Dass das Terrassenrestaurant, geplant seit den 1960ern und erbaut in sieben zähen Jahren zwischen 1971 und 1977, das Partnerrestaurant eines „Potsdam“ betitelten Ortes in Minsk werden würde, war zu Beginn nicht klar. Konkret wurde das erst 1970, als Potsdamer Fachleute nach Minsk reisten, um sich anzusehen, wie der Massenwohnbau in der schnell wachsenden Industriestadt funktionierte.

Das Restaurant „Potsdam“ 1984 in Minsk in Belarus. 
Das Restaurant „Potsdam“ 1984 in Minsk in Belarus. 

© Dirk Harder

Beide Restaurants waren politisch gewollte Prestigeobjekte, „stark elitäre Orte“, sagt Gourinovitch. Das „Potsdam“ war im Sommer 1971 fertig, da hatte man in Potsdam noch gar nicht richtig losgelegt. Der Vorteil in Minsk: Das Gebäude gab es bereits, ein 1956 errichteter Prachtbau in bester Lage. Ein bestehendes Lokal wurde hier in neun Monaten von Potsdamer Künstler:innen unter Federführung von Werner Nerlich zur Folkloregaststätte umgebaut. Ein riesiges Metallrelief von Nerlich zierte einst die Außenfassade, zu sehen waren die Best-Offs der Mark: Schloss Cecilienhof. Ein Obstbaum. Ein Defa-Schriftzug. Ein Atomkraftwerk.

Drinnen gab es den großen Speisesaal „Sanssouci“, eine „märkische Bauernstube“ in Eiche und einen „Hans Marchwitza Raum“, die Ausstattung elfenbeinweiß und orange. An der Wand Grafiken von Fritz Eisel und Marchwitzas berühmter Ausspruch „Kultur ist jeder zweite Herzschlag unseres Lebens“, der jahrzehntelang auch am Potsdamer Kulturhaus, dem Alten Rathaus, hing.

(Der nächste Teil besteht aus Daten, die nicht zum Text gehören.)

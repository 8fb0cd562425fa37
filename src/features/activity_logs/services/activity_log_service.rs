use sqlx::PgPool;

use crate::core::error::{AppError, Result};
use crate::features::activity_logs::models::{ActivityLog, CreateActivityLog};

/// Cap on rows written by a single CSV export
const EXPORT_LIMIT: i64 = 50_000;

const CSV_HEADER: &str = "id,time,action,file,user_id,user_login,ip,details";

/// Service for the append-only activity log
pub struct ActivityLogService {
    pool: PgPool,
}

impl ActivityLogService {
    pub fn new(pool: PgPool) -> Self {
        Self { pool }
    }

    /// Append an entry. Failures are logged and swallowed so that logging never
    /// breaks the operation being logged.
    pub async fn record(&self, entry: CreateActivityLog) {
        let result = sqlx::query(
            r#"
            INSERT INTO activity_logs (action, file, user_id, user_login, ip, details)
            VALUES ($1, $2, $3, $4, $5, $6)
            "#,
        )
        .bind(&entry.action)
        .bind(&entry.file)
        .bind(&entry.user_id)
        .bind(&entry.user_login)
        .bind(&entry.ip)
        .bind(&entry.details)
        .execute(&self.pool)
        .await;

        if let Err(e) = result {
            tracing::warn!(
                "Failed to write activity log (action={}, file={:?}): {:?}",
                entry.action,
                entry.file,
                e
            );
        }
    }

    pub async fn list(
        &self,
        action: Option<&str>,
        offset: i64,
        limit: i64,
    ) -> Result<(Vec<ActivityLog>, i64)> {
        let items = sqlx::query_as::<_, ActivityLog>(
            r#"
            SELECT * FROM activity_logs
            WHERE ($1::TEXT IS NULL OR action = $1)
            ORDER BY time DESC, id DESC
            LIMIT $2 OFFSET $3
            "#,
        )
        .bind(action)
        .bind(limit)
        .bind(offset)
        .fetch_all(&self.pool)
        .await
        .map_err(|e| {
            tracing::error!("Failed to list activity logs: {:?}", e);
            AppError::Database(e)
        })?;

        let total = sqlx::query_scalar::<_, i64>(
            "SELECT COUNT(*) FROM activity_logs WHERE ($1::TEXT IS NULL OR action = $1)",
        )
        .bind(action)
        .fetch_one(&self.pool)
        .await
        .map_err(|e| {
            tracing::error!("Failed to count activity logs: {:?}", e);
            AppError::Database(e)
        })?;

        Ok((items, total))
    }

    pub async fn export_csv(&self, action: Option<&str>) -> Result<String> {
        let (items, total) = self.list(action, 0, EXPORT_LIMIT).await?;
        if total > EXPORT_LIMIT {
            tracing::warn!(
                "Activity log export truncated to {} of {} entries",
                EXPORT_LIMIT,
                total
            );
        }
        Ok(to_csv(&items))
    }
}

/// Render entries as RFC 4180 CSV with a header row.
pub fn to_csv(entries: &[ActivityLog]) -> String {
    let mut out = String::with_capacity(64 * (entries.len() + 1));
    out.push_str(CSV_HEADER);
    out.push_str("\r\n");

    for entry in entries {
        let fields = [
            entry.id.to_string(),
            entry.time.to_rfc3339(),
            entry.action.clone(),
            entry.file.clone().unwrap_or_default(),
            entry.user_id.clone().unwrap_or_default(),
            entry.user_login.clone().unwrap_or_default(),
            entry.ip.clone().unwrap_or_default(),
            entry.details.clone().unwrap_or_default(),
        ];
        let row: Vec<String> = fields.iter().map(|f| csv_field(f)).collect();
        out.push_str(&row.join(","));
        out.push_str("\r\n");
    }
    out
}

fn csv_field(value: &str) -> String {
    // Leading formula characters are neutralized for spreadsheet consumers
    let value = if value.starts_with(['=', '+', '-', '@']) {
        format!("'{value}")
    } else {
        value.to_string()
    };

    if value.contains([',', '"', '\n', '\r']) {
        format!("\"{}\"", value.replace('"', "\"\""))
    } else {
        value
    }
}
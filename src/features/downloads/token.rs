//! Short-lived, action-scoped download tokens.
//!
//! A token is `hex(HMAC-SHA256(secret, "tick|download:<file>|<user>")[..10])`.
//! Time is split into ticks of half the token lifetime; a token verifies during the
//! tick it was issued in and the following one.

use chrono::{DateTime, Utc};
use hmac::{Hmac, Mac};
use sha2::Sha256;
use std::time::Duration;

use crate::modules::crypto::CryptoError;

type HmacSha256 = Hmac<Sha256>;

/// Bytes of the MAC kept in the token
pub const TOKEN_BYTES: usize = 10;

const ACTION_PREFIX: &str = "download:";

#[derive(Clone)]
pub struct DownloadTokenSigner {
    mac: HmacSha256,
    tick_secs: i64,
}

impl std::fmt::Debug for DownloadTokenSigner {
    fn fmt(&self, f: &mut std::fmt::Formatter<'_>) -> std::fmt::Result {
        f.debug_struct("DownloadTokenSigner")
            .field("tick_secs", &self.tick_secs)
            .finish_non_exhaustive()
    }
}

impl DownloadTokenSigner {
    pub fn new(secret: &[u8], lifetime: Duration) -> Result<Self, CryptoError> {
        if secret.is_empty() {
            return Err(CryptoError::InvalidKey(
                "download token secret is empty".to_string(),
            ));
        }
        let mac = HmacSha256::new_from_slice(secret)
            .map_err(|e| CryptoError::InvalidKey(e.to_string()))?;
        let tick_secs = i64::try_from(lifetime.as_secs() / 2).unwrap_or(i64::MAX).max(1);
        Ok(Self { mac, tick_secs })
    }

    pub fn generate(&self, filename: &str, user_sub: &str) -> String {
        self.generate_at(filename, user_sub, Utc::now())
    }

    pub fn verify(&self, token: &str, filename: &str, user_sub: &str) -> bool {
        self.verify_at(token, filename, user_sub, Utc::now())
    }

    /// Latest instant at which a token issued at `now` still verifies.
    pub fn valid_until(&self, now: DateTime<Utc>) -> DateTime<Utc> {
        let next_next = (self.tick(now) + 2) * self.tick_secs;
        DateTime::from_timestamp(next_next - 1, 0).unwrap_or(now)
    }

    pub(crate) fn generate_at(&self, filename: &str, user_sub: &str, now: DateTime<Utc>) -> String {
        let tag = self.sign(self.tick(now), filename, user_sub);
        hex::encode(&tag[..TOKEN_BYTES])
    }

    pub(crate) fn verify_at(
        &self,
        token: &str,
        filename: &str,
        user_sub: &str,
        now: DateTime<Utc>,
    ) -> bool {
        let Ok(provided) = hex::decode(token.trim()) else {
            return false;
        };
        if provided.len() != TOKEN_BYTES {
            return false;
        }

        let tick = self.tick(now);
        [tick, tick - 1].into_iter().any(|t| {
            self.keyed(t, filename, user_sub)
                .verify_truncated_left(&provided)
                .is_ok()
        })
    }

    fn tick(&self, now: DateTime<Utc>) -> i64 {
        now.timestamp().div_euclid(self.tick_secs)
    }

    fn keyed(&self, tick: i64, filename: &str, user_sub: &str) -> HmacSha256 {
        let mut mac = self.mac.clone();
        mac.update(format!("{tick}|{ACTION_PREFIX}{filename}|{user_sub}").as_bytes());
        mac
    }

    fn sign(&self, tick: i64, filename: &str, user_sub: &str) -> Vec<u8> {
        self.keyed(tick, filename, user_sub)
            .finalize()
            .into_bytes()
            .to_vec()
    }
}

/// `<base>/download?file=<name>&token=<token>`
pub fn download_url(base_url: &str, filename: &str, token: &str) -> String {
    format!(
        "{}/download?file={}&token={}",
        base_url.trim_end_matches('/'),
        urlencoding::encode(filename),
        urlencoding::encode(token)
    )
}

/// `<base>/download?ref=<envelope>`
pub fn reference_url(base_url: &str, reference: &str) -> String {
    format!(
        "{}/download?ref={}",
        base_url.trim_end_matches('/'),
        urlencoding::encode(reference)
    )
}

#[cfg(test)]
mod tests {
    use super::*;
    use chrono::TimeZone;

    const FILE_A: &str = "0123456789abcdef0123456789abcdef_1700000000.php";
    const FILE_B: &str = "fedcba9876543210fedcba9876543210_1700000000.php";

    fn signer() -> DownloadTokenSigner {
        DownloadTokenSigner::new(b"test-secret", Duration::from_secs(24 * 3600)).unwrap()
    }

    fn at(secs: i64) -> DateTime<Utc> {
        Utc.timestamp_opt(secs, 0).unwrap()
    }

    #[test]
    fn test_token_shape() {
        let token = signer().generate(FILE_A, "7");
        assert_eq!(token.len(), TOKEN_BYTES * 2);
        assert!(token.chars().all(|c| c.is_ascii_hexdigit()));
    }

    #[test]
    fn test_token_bound_to_file_and_user() {
        let s = signer();
        let now = at(1_700_000_000);
        let token = s.generate_at(FILE_A, "7", now);

        assert!(s.verify_at(&token, FILE_A, "7", now));
        assert!(!s.verify_at(&token, FILE_B, "7", now));
        assert!(!s.verify_at(&token, FILE_A, "8", now));
    }

    #[test]
    fn test_token_valid_for_current_and_next_tick_only() {
        let s = signer();
        let half = 12 * 3600;
        let issued = at(100 * half);
        let token = s.generate_at(FILE_A, "7", issued);

        assert!(s.verify_at(&token, FILE_A, "7", at(100 * half + half - 1)));
        assert!(s.verify_at(&token, FILE_A, "7", at(101 * half + half - 1)));
        assert!(!s.verify_at(&token, FILE_A, "7", at(102 * half)));
        assert_eq!(s.valid_until(issued), at(102 * half - 1));
    }

    #[test]
    fn test_rejects_malformed_tokens() {
        let s = signer();
        assert!(!s.verify("", FILE_A, "7"));
        assert!(!s.verify("not-hex", FILE_A, "7"));
        assert!(!s.verify("abcd", FILE_A, "7"));
    }

    #[test]
    fn test_different_secrets_disagree() {
        let other = DownloadTokenSigner::new(b"other", Duration::from_secs(3600)).unwrap();
        let token = signer().generate(FILE_A, "7");
        assert!(!other.verify(&token, FILE_A, "7"));
    }

    #[test]
    fn test_empty_secret_rejected() {
        assert!(DownloadTokenSigner::new(b"", Duration::from_secs(60)).is_err());
    }

    #[test]
    fn test_download_url_encodes_parameters() {
        assert_eq!(
            download_url("https://example.org/", "a b.php", "00ff"),
            "https://example.org/download?file=a%20b.php&token=00ff"
        );
        assert_eq!(
            reference_url("https://example.org", "ab-_c"),
            "https://example.org/download?ref=ab-_c"
        );
    }
}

Oxana Gourinovitch hat die Ausstellung kuratiert.
Oxana Gourinovitch hat die Ausstellung kuratiert.

© Ottmar Winter PNN

All das existiert heute nur noch auf Fotos, das hat das „Potsdam“ mit dem „Minsk“ gemeinsam. Installative Elemente geben in der kleinen Schau einen haptischen Eindruck davon. Eine Lampe, ein Schild aus Mohreiche aus dem „Minsk“ sind zu sehen. Ein großes Wandplakat zeigt den Saal im „Potsdam“, der davorstehende Tisch scheint das Foto ins Hier und Jetzt zu verlängern.

Auf dem Tisch sind vergrößerte Holzabreibungen zu sehen: Der belarussische Künstler Uladzimir Hramovich, beteiligt an der Ausstellung 2020, hat sie angefertigt, als er nach der Eröffnung mehrere Wochen in belarussischer Haft saß. Inzwischen hat er, wie fast alle Beteiligten, sein Land verlassen.

Im ehemaligen Restaurant „Potsdam“ eröffnete 2010 ein „Grand Café“, dort erinnert nichts mehr an das ehemalige Interieur. In Potsdam machten sich nach der Schließung des „Minsk“ im Jahr 2000 mehrere Initiativen für einen Erhalt stark: Die Liste ist übermannshoch. Es gab eine Zwischennutzung durch die Künstlergruppe Reflektor, Versuche, den Jugendclub Spartacus dort unterzubringen, die Initiative „Pro Brauhausberg“. Es gab Versuche, das „Minsk“ unter Denkmalschutz zu stellen. Und es gab 2018 einen vielbeachteten offenen Brief des Netzwerkes ostmodern.org.

„Die Ausstellung stellt für mich auch die Frage, wer an der Stadtentwicklung beteiligt ist und wer nicht“, sagt Anja Engel, Sprecherin des Rechenzentrums. „Warum konnte der Erhalt wieder nur durch eine Privatperson geschehen?“ In einem umfangreichen Begleitprogramm sollen auch jene zu Wort kommen, die sich fortwährend für den Erhalt eingesetzt haben. Die Erfolgsgeschichte des „Minsk“, so die These dieser Ausstellung, hat mehr als eine Schlüsselfigur.